Problem to work on: Look through the records and copy each line that has "Item" in it.

[Information provided Boundary: Start]

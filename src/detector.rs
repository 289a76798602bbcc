// 该文件是 Kanjian （看见） 项目的一部分。
// src/detector.rs - 目标检测器
//
// 本文件根据 Apache 许可证第 2.0 版（以下简称“许可证”）授权使用；
// 除非遵守该许可证条款，否则您不得使用本文件。
// 您可通过以下网址获取许可证副本：
// http://www.apache.org/licenses/LICENSE-2.0
// 除非适用法律要求或书面同意，根据本许可协议分发的软件均按“原样”提供，
// 不附带任何形式的明示或暗示的保证或条件。
// 有关许可权限与限制的具体条款，请参阅本许可协议。
//
// Copyright (C) 2026 Johann Li <me@qinka.pro>, Wareless Group

use std::path::PathBuf;

use image::RgbImage;
use ndarray::Array4;
use tracing::{debug, info, warn};

use crate::{
  config::{DetectorConfig, validate_score_threshold},
  error::DetectorError,
  model::{Backend, LoadModel, LoadOptions, Model},
  output::Painter,
  postprocess::{NmsPolicy, PostprocessError, postprocess},
  preprocess::{ChannelOrder, preprocess},
};

/// COCO 数据集类别名称
pub const COCO_LABELS: [&str; 80] = [
  "person",
  "bicycle",
  "car",
  "motorcycle",
  "airplane",
  "bus",
  "train",
  "truck",
  "boat",
  "traffic light",
  "fire hydrant",
  "stop sign",
  "parking meter",
  "bench",
  "bird",
  "cat",
  "dog",
  "horse",
  "sheep",
  "cow",
  "elephant",
  "bear",
  "zebra",
  "giraffe",
  "backpack",
  "umbrella",
  "handbag",
  "tie",
  "suitcase",
  "frisbee",
  "skis",
  "snowboard",
  "sports ball",
  "kite",
  "baseball bat",
  "baseball glove",
  "skateboard",
  "surfboard",
  "tennis racket",
  "bottle",
  "wine glass",
  "cup",
  "fork",
  "knife",
  "spoon",
  "bowl",
  "banana",
  "apple",
  "sandwich",
  "orange",
  "broccoli",
  "carrot",
  "hot dog",
  "pizza",
  "donut",
  "cake",
  "chair",
  "couch",
  "potted plant",
  "bed",
  "dining table",
  "toilet",
  "tv",
  "laptop",
  "mouse",
  "remote",
  "keyboard",
  "cell phone",
  "microwave",
  "oven",
  "toaster",
  "sink",
  "refrigerator",
  "book",
  "clock",
  "vase",
  "scissors",
  "teddy bear",
  "hair drier",
  "toothbrush",
];

/// 检测结果，坐标位于原图像素空间，可能超出图像边界
#[derive(Clone, Debug, PartialEq)]
pub struct Detection {
  /// 边界框左上角 x 坐标
  pub x: i32,
  /// 边界框左上角 y 坐标
  pub y: i32,
  /// 边界框宽度
  pub width: i32,
  /// 边界框高度
  pub height: i32,
  /// 置信度
  pub score: f32,
  /// 类别索引
  pub class_id: usize,
  /// 类别名称
  pub label: String,
}

/// 检测器状态
#[derive(Debug, Clone, Copy, PartialEq, Eq)]
pub enum DetectorState {
  /// 模型与配置已加载，尚未推理
  Constructed,
  /// 已完成预热推理
  Ready,
}

/// 目标检测器
///
/// 构造完成后模型、配置与类别表均只读，`detect` 只使用调用内的临时缓冲，
/// 因此同一实例可以在多个线程中并发调用。
#[derive(Debug)]
pub struct Detector<M> {
  model: M,
  config: DetectorConfig,
  labels: Box<[String]>,
  nms_policy: NmsPolicy,
  channel_order: ChannelOrder,
  painter: Painter,
  state: DetectorState,
}

impl<M> Detector<M>
where
  M: Model,
  M::Error: std::error::Error + Send + Sync + 'static,
{
  /// 由已加载的推理引擎直接组装
  pub fn from_parts<S: Into<String>>(
    model: M,
    config: DetectorConfig,
    labels: impl IntoIterator<Item = S>,
  ) -> Self {
    let labels: Box<[String]> = labels.into_iter().map(Into::into).collect();
    debug!("检测器类别数: {}", labels.len());
    Self {
      model,
      config,
      labels,
      nms_policy: NmsPolicy::default(),
      channel_order: ChannelOrder::default(),
      painter: Painter::default(),
      state: DetectorState::Constructed,
    }
  }

  pub fn with_nms_policy(mut self, policy: NmsPolicy) -> Self {
    self.nms_policy = policy;
    self
  }

  pub fn with_channel_order(mut self, order: ChannelOrder) -> Self {
    self.channel_order = order;
    self
  }

  pub fn model(&self) -> &M {
    &self.model
  }

  pub fn config(&self) -> &DetectorConfig {
    &self.config
  }

  pub fn labels(&self) -> &[String] {
    &self.labels
  }

  pub fn state(&self) -> DetectorState {
    self.state
  }

  /// 以全零张量执行一次推理
  pub fn warm_up(&mut self) -> Result<(), DetectorError> {
    info!("模型预热");
    let input = Array4::<f32>::zeros((
      1,
      3,
      self.config.input_height as usize,
      self.config.input_width as usize,
    ));
    self.model.infer(&input).map_err(DetectorError::inference)?;
    self.state = DetectorState::Ready;
    info!("模型预热完成");
    Ok(())
  }

  /// 检测图像中的目标，不修改图像
  ///
  /// `score_threshold` 仅对本次调用生效，为 `None` 时使用配置中的默认值，
  /// 超出 [0, 1] 时返回配置错误。
  pub fn detect(
    &self,
    image: &RgbImage,
    score_threshold: Option<f32>,
  ) -> Result<Vec<Detection>, DetectorError> {
    let score_threshold = match score_threshold {
      Some(score_threshold) => validate_score_threshold(score_threshold)?,
      None => self.config.score_threshold,
    };

    let input = preprocess(image, &self.config, self.channel_order)?;
    debug!(
      "预处理完成: {}x{} -> {}x{}",
      input.geometry.original_width,
      input.geometry.original_height,
      input.geometry.resized_width,
      input.geometry.resized_height
    );

    let outputs = self
      .model
      .infer(&input.tensor)
      .map_err(DetectorError::inference)?;
    debug!("推理完成, 输出张量 {} 个", outputs.len());

    let output = postprocess(
      &outputs,
      score_threshold,
      self.config.iou_threshold,
      self.nms_policy,
    )?;
    if output.num_classes > self.labels.len() {
      return Err(
        PostprocessError::InferenceOutputMismatch(format!(
          "模型输出 {} 个类别, 类别表只有 {} 项",
          output.num_classes,
          self.labels.len()
        ))
        .into(),
      );
    }

    let detections: Vec<Detection> = output
      .kept()
      .map(|(bbox, class_id, score)| {
        let bbox = input.geometry.to_original(&bbox);
        Detection {
          x: bbox.x.round() as i32,
          y: bbox.y.round() as i32,
          width: bbox.width.round() as i32,
          height: bbox.height.round() as i32,
          score,
          class_id,
          label: self.labels[class_id].clone(),
        }
      })
      .collect();

    debug!("检测到 {} 个目标", detections.len());
    Ok(detections)
  }

  /// 检测并按需在原图上绘制结果
  pub fn predict(
    &self,
    image: &mut RgbImage,
    overlay: bool,
  ) -> Result<Vec<Detection>, DetectorError> {
    self.predict_with_threshold(image, overlay, None)
  }

  pub fn predict_with_threshold(
    &self,
    image: &mut RgbImage,
    overlay: bool,
    score_threshold: Option<f32>,
  ) -> Result<Vec<Detection>, DetectorError> {
    let detections = self.detect(image, score_threshold)?;
    if overlay {
      self.painter.paint_all(image, &detections);
    }
    Ok(detections)
  }
}

/// 检测器构造器，依次加载描述文件与模型文件
pub struct DetectorBuilder {
  model_path: PathBuf,
  descriptor_path: PathBuf,
  labels: Vec<String>,
  backend: Backend,
  score_threshold: Option<f32>,
  nms_policy: NmsPolicy,
  channel_order: ChannelOrder,
}

impl DetectorBuilder {
  /// 默认使用 COCO 类别表与 CPU 后端
  pub fn new(model_path: impl Into<PathBuf>, descriptor_path: impl Into<PathBuf>) -> Self {
    Self {
      model_path: model_path.into(),
      descriptor_path: descriptor_path.into(),
      labels: COCO_LABELS.iter().map(|s| s.to_string()).collect(),
      backend: Backend::Cpu,
      score_threshold: None,
      nms_policy: NmsPolicy::default(),
      channel_order: ChannelOrder::default(),
    }
  }

  pub fn labels<S: Into<String>>(mut self, labels: impl IntoIterator<Item = S>) -> Self {
    self.labels = labels.into_iter().map(Into::into).collect();
    self
  }

  pub fn accelerated(mut self, accelerated: bool) -> Self {
    self.backend = if accelerated {
      Backend::Accelerated
    } else {
      Backend::Cpu
    };
    self
  }

  /// 覆盖描述文件中的默认置信度阈值
  pub fn score_threshold(mut self, score_threshold: Option<f32>) -> Self {
    self.score_threshold = score_threshold;
    self
  }

  pub fn nms_policy(mut self, policy: NmsPolicy) -> Self {
    self.nms_policy = policy;
    self
  }

  pub fn channel_order(mut self, order: ChannelOrder) -> Self {
    self.channel_order = order;
    self
  }

  pub fn build<M>(self) -> Result<Detector<M>, DetectorError>
  where
    M: LoadModel,
    M::Error: std::error::Error + Send + Sync + 'static,
  {
    let mut config = DetectorConfig::load(&self.descriptor_path)?;
    if let Some(score_threshold) = self.score_threshold {
      info!(
        "置信度阈值覆盖: {} -> {}",
        config.score_threshold, score_threshold
      );
      config = config.with_score_threshold(score_threshold)?;
    }
    if self.labels.is_empty() {
      warn!("类别表为空");
    }

    info!("加载模型文件: {}", self.model_path.display());
    let options = LoadOptions {
      backend: self.backend,
      input_width: config.input_width,
      input_height: config.input_height,
    };
    let model = M::load(&self.model_path, &options).map_err(DetectorError::model_load)?;
    info!("模型加载完成");

    Ok(
      Detector::from_parts(model, config, self.labels)
        .with_nms_policy(self.nms_policy)
        .with_channel_order(self.channel_order),
    )
  }
}

#[cfg(test)]
mod tests {
  use super::*;
  use crate::config::ConfigError;
  use ndarray::{ArrayD, IxDyn};
  use std::convert::Infallible;

  /// 固定返回一组输出的推理引擎
  struct Fixed(Vec<ArrayD<f32>>);

  impl Model for Fixed {
    type Error = Infallible;

    fn infer(&self, _: &Array4<f32>) -> Result<Vec<ArrayD<f32>>, Self::Error> {
      Ok(self.0.clone())
    }
  }

  fn letterbox_config() -> DetectorConfig {
    "0.45\n0.5\n640\n640\nn\nt\nn\n114\nn\n".parse().unwrap()
  }

  fn single_anchor(scores: &[f32], bbox: [f32; 4]) -> Fixed {
    let scores = ArrayD::from_shape_vec(IxDyn(&[1, 1, scores.len()]), scores.to_vec()).unwrap();
    let boxes = ArrayD::from_shape_vec(IxDyn(&[1, 1, 4]), bbox.to_vec()).unwrap();
    Fixed(vec![scores, boxes])
  }

  #[test]
  fn maps_detection_back_to_original_image() {
    let model = single_anchor(&[0.9], [100.0, 100.0, 300.0, 300.0]);
    let detector = Detector::from_parts(model, letterbox_config(), COCO_LABELS);
    let detections = detector.detect(&RgbImage::new(1280, 720), None).unwrap();
    assert_eq!(detections.len(), 1);
    let d = &detections[0];
    assert_eq!((d.x, d.y, d.width, d.height), (200, -80, 400, 400));
    assert_eq!(d.label, "person");
    assert_eq!(d.class_id, 0);
    assert!((d.score - 0.9).abs() < 1e-6);
  }

  #[test]
  fn per_call_threshold_does_not_touch_config() {
    let model = single_anchor(&[0.6], [0.0, 0.0, 10.0, 10.0]);
    let detector = Detector::from_parts(model, letterbox_config(), COCO_LABELS);
    let image = RgbImage::new(640, 640);
    assert_eq!(detector.detect(&image, Some(0.7)).unwrap().len(), 0);
    assert_eq!(detector.config().score_threshold, 0.5);
    assert_eq!(detector.detect(&image, None).unwrap().len(), 1);
  }

  #[test]
  fn invalid_per_call_threshold_is_rejected() {
    let model = single_anchor(&[0.0], [0.0, 0.0, 10.0, 10.0]);
    let detector = Detector::from_parts(model, letterbox_config(), COCO_LABELS);
    let image = RgbImage::new(640, 640);
    for bad in [f32::NAN, -3.0, 1.5] {
      let err = detector.detect(&image, Some(bad)).unwrap_err();
      assert!(matches!(
        err,
        DetectorError::Config(ConfigError::InvalidScoreThreshold(_))
      ));
    }
    assert!(detector.detect(&image, None).unwrap().is_empty());
  }

  #[test]
  fn class_count_beyond_labels_is_rejected() {
    let model = single_anchor(&[0.1, 0.9, 0.2], [0.0, 0.0, 10.0, 10.0]);
    let detector = Detector::from_parts(model, letterbox_config(), ["a", "b"]);
    let err = detector.detect(&RgbImage::new(64, 64), None).unwrap_err();
    assert!(matches!(
      err,
      DetectorError::Postprocess(PostprocessError::InferenceOutputMismatch(_))
    ));
  }

  #[test]
  fn warm_up_marks_detector_ready() {
    let model = single_anchor(&[0.9], [0.0, 0.0, 10.0, 10.0]);
    let mut detector = Detector::from_parts(model, letterbox_config(), COCO_LABELS);
    assert_eq!(detector.state(), DetectorState::Constructed);
    detector.warm_up().unwrap();
    assert_eq!(detector.state(), DetectorState::Ready);
  }
}
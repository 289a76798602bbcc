// 该文件是 Kanjian （看见） 项目的一部分。
// tests/common/mod.rs - 测试用推理引擎
//
// 本文件根据 Apache 许可证第 2.0 版（以下简称“许可证”）授权使用；
// 除非遵守该许可证条款，否则您不得使用本文件。
// 您可通过以下网址获取许可证副本：
// http://www.apache.org/licenses/LICENSE-2.0
// 除非适用法律要求或书面同意，根据本许可协议分发的软件均按“原样”提供，
// 不附带任何形式的明示或暗示的保证或条件。
// 有关许可权限与限制的具体条款，请参阅本许可协议。
//
// Copyright (C) 2026 Johann Li <me@qinka.pro>, Wareless Group

#![allow(dead_code)]

use std::{io::Write, path::Path, sync::Mutex};

use kanjian::{LoadModel, LoadOptions, Model};
use ndarray::{Array4, ArrayD, IxDyn};
use tempfile::NamedTempFile;
use thiserror::Error;

#[derive(Error, Debug)]
pub enum ScriptedError {
  #[error("模型文件不存在: {0}")]
  Missing(String),
  #[error("推理失败")]
  Failed,
}

/// 按脚本返回原始输出的推理引擎，记录最后一次输入
#[derive(Debug)]
pub struct ScriptedModel {
  outputs: Option<Vec<ArrayD<f32>>>,
  last_input: Mutex<Option<Array4<f32>>>,
}

impl ScriptedModel {
  /// 每个锚点一行分数与一个 [x1, y1, x2, y2] 边界框
  pub fn anchors(scores: &[&[f32]], boxes: &[[f32; 4]]) -> Self {
    let classes = scores.first().map_or(1, |row| row.len());
    let flat: Vec<f32> = scores.iter().flat_map(|row| row.iter().copied()).collect();
    let scores = ArrayD::from_shape_vec(IxDyn(&[1, scores.len(), classes]), flat).unwrap();
    let flat: Vec<f32> = boxes.iter().flat_map(|b| b.iter().copied()).collect();
    let boxes = ArrayD::from_shape_vec(IxDyn(&[1, boxes.len(), 4]), flat).unwrap();
    Self::raw(vec![scores, boxes])
  }

  pub fn raw(outputs: Vec<ArrayD<f32>>) -> Self {
    Self {
      outputs: Some(outputs),
      last_input: Mutex::new(None),
    }
  }

  pub fn failing() -> Self {
    Self {
      outputs: None,
      last_input: Mutex::new(None),
    }
  }

  pub fn last_input(&self) -> Option<Array4<f32>> {
    self.last_input.lock().unwrap().clone()
  }
}

impl Model for ScriptedModel {
  type Error = ScriptedError;

  fn infer(&self, input: &Array4<f32>) -> Result<Vec<ArrayD<f32>>, Self::Error> {
    *self.last_input.lock().unwrap() = Some(input.clone());
    self.outputs.clone().ok_or(ScriptedError::Failed)
  }
}

impl LoadModel for ScriptedModel {
  fn load(path: &Path, _: &LoadOptions) -> Result<Self, Self::Error> {
    if !path.exists() {
      return Err(ScriptedError::Missing(path.display().to_string()));
    }
    Ok(Self::anchors(&[], &[]))
  }
}

/// 将描述文件写入临时文件
pub fn descriptor_file(lines: &[&str]) -> NamedTempFile {
  let mut file = NamedTempFile::new().unwrap();
  for line in lines {
    writeln!(file, "{}", line).unwrap();
  }
  file.flush().unwrap();
  file
}
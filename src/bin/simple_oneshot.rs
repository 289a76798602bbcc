// 该文件是 Kanjian （看见） 项目的一部分。
// src/bin/simple_oneshot.rs - 单张图像推理
//
// 本文件根据 Apache 许可证第 2.0 版（以下简称“许可证”）授权使用；
// 除非遵守该许可证条款，否则您不得使用本文件。
// 您可通过以下网址获取许可证副本：
// http://www.apache.org/licenses/LICENSE-2.0
// 除非适用法律要求或书面同意，根据本许可协议分发的软件均按“原样”提供，
// 不附带任何形式的明示或暗示的保证或条件。
// 有关许可权限与限制的具体条款，请参阅本许可协议。
//
// Copyright (C) 2026 Johann Li <me@qinka.pro>, Wareless Group

use std::path::{Path, PathBuf};

use anyhow::{Context, Result};
use clap::Parser;
use serde_json::json;
use tracing::info;

use kanjian::{DetectorBuilder, model::TractModel};

/// Kanjian 单张图像推理参数
#[derive(Parser, Debug)]
#[command(author, version, about, long_about = None)]
pub struct Args {
  /// ONNX 模型文件路径
  #[arg(long, value_name = "MODEL")]
  pub model: PathBuf,
  /// 模型描述文件路径
  #[arg(long, value_name = "METADATA")]
  pub metadata: PathBuf,
  /// 输入图像
  #[arg(long, value_name = "IMAGE")]
  pub image: PathBuf,
  /// 绘制结果后的输出图像
  #[arg(long, value_name = "OUTPUT")]
  pub output: PathBuf,
  /// 类别表文件，每行一个类别，缺省为 COCO 类别
  #[arg(long, value_name = "LABELS")]
  pub labels: Option<PathBuf>,
  /// 置信度阈值，缺省使用描述文件中的值
  #[arg(long, value_name = "CONFIDENCE")]
  pub confidence: Option<f32>,
  /// 优先使用加速后端
  #[arg(long)]
  pub accelerated: bool,
}

fn read_labels(path: &Path) -> Result<Vec<String>> {
  let text = std::fs::read_to_string(path)
    .with_context(|| format!("无法读取类别表: {}", path.display()))?;
  Ok(
    text
      .lines()
      .map(str::trim)
      .filter(|line| !line.is_empty())
      .map(str::to_string)
      .collect(),
  )
}

fn main() -> Result<()> {
  tracing_subscriber::fmt::init();

  let args = Args::parse();

  info!("模型文件路径: {}", args.model.display());
  info!("描述文件路径: {}", args.metadata.display());
  info!("输入图像: {}", args.image.display());
  info!("输出路径: {}", args.output.display());

  let mut builder = DetectorBuilder::new(&args.model, &args.metadata)
    .accelerated(args.accelerated)
    .score_threshold(args.confidence);
  if let Some(path) = &args.labels {
    builder = builder.labels(read_labels(path)?);
  }
  let mut detector = builder.build::<TractModel>()?;
  detector.warm_up()?;

  let mut image = image::open(&args.image)
    .with_context(|| format!("无法打开图像: {}", args.image.display()))?
    .to_rgb8();

  info!("开始推理...");
  let now = std::time::Instant::now();
  let detections = detector.predict(&mut image, true)?;
  info!("推理完成，耗时: {:.2?}", now.elapsed());

  image
    .save(&args.output)
    .with_context(|| format!("无法保存图像: {}", args.output.display()))?;

  let result: Vec<_> = detections
    .iter()
    .map(|d| {
      json!({
        "x": d.x,
        "y": d.y,
        "w": d.width,
        "h": d.height,
        "score": d.score,
        "label": d.label,
      })
    })
    .collect();
  println!("{}", serde_json::to_string_pretty(&result)?);

  Ok(())
}
// 该文件是 Kanjian （看见） 项目的一部分。
// src/output.rs - 输出定义
//
// 本文件根据 Apache 许可证第 2.0 版（以下简称“许可证”）授权使用；
// 除非遵守该许可证条款，否则您不得使用本文件。
// 您可通过以下网址获取许可证副本：
// http://www.apache.org/licenses/LICENSE-2.0
// 除非适用法律要求或书面同意，根据本许可协议分发的软件均按“原样”提供，
// 不附带任何形式的明示或暗示的保证或条件。
// 有关许可权限与限制的具体条款，请参阅本许可协议。
//
// Copyright (C) 2026 Johann Li <me@qinka.pro>, Wareless Group

use image::Rgb;

/// 绘图原语，超出画布的部分静默裁剪
pub trait Canvas {
  fn width(&self) -> u32;
  fn height(&self) -> u32;
  fn draw_rect_outline(&mut self, x: i32, y: i32, width: u32, height: u32, color: Rgb<u8>);
  fn fill_rect(&mut self, x: i32, y: i32, width: u32, height: u32, color: Rgb<u8>);
  fn draw_text(&mut self, x: i32, y: i32, text: &str, color: Rgb<u8>);
}

pub mod draw;

pub use self::draw::{ImageCanvas, Painter};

[Information provided Boundary: End]

Response to the exercise:
    labels: impl IntoIterator<Item = S>,
  pub fn labels<S: Into<String>>(mut self, labels: impl IntoIterator<Item = S>) -> Self {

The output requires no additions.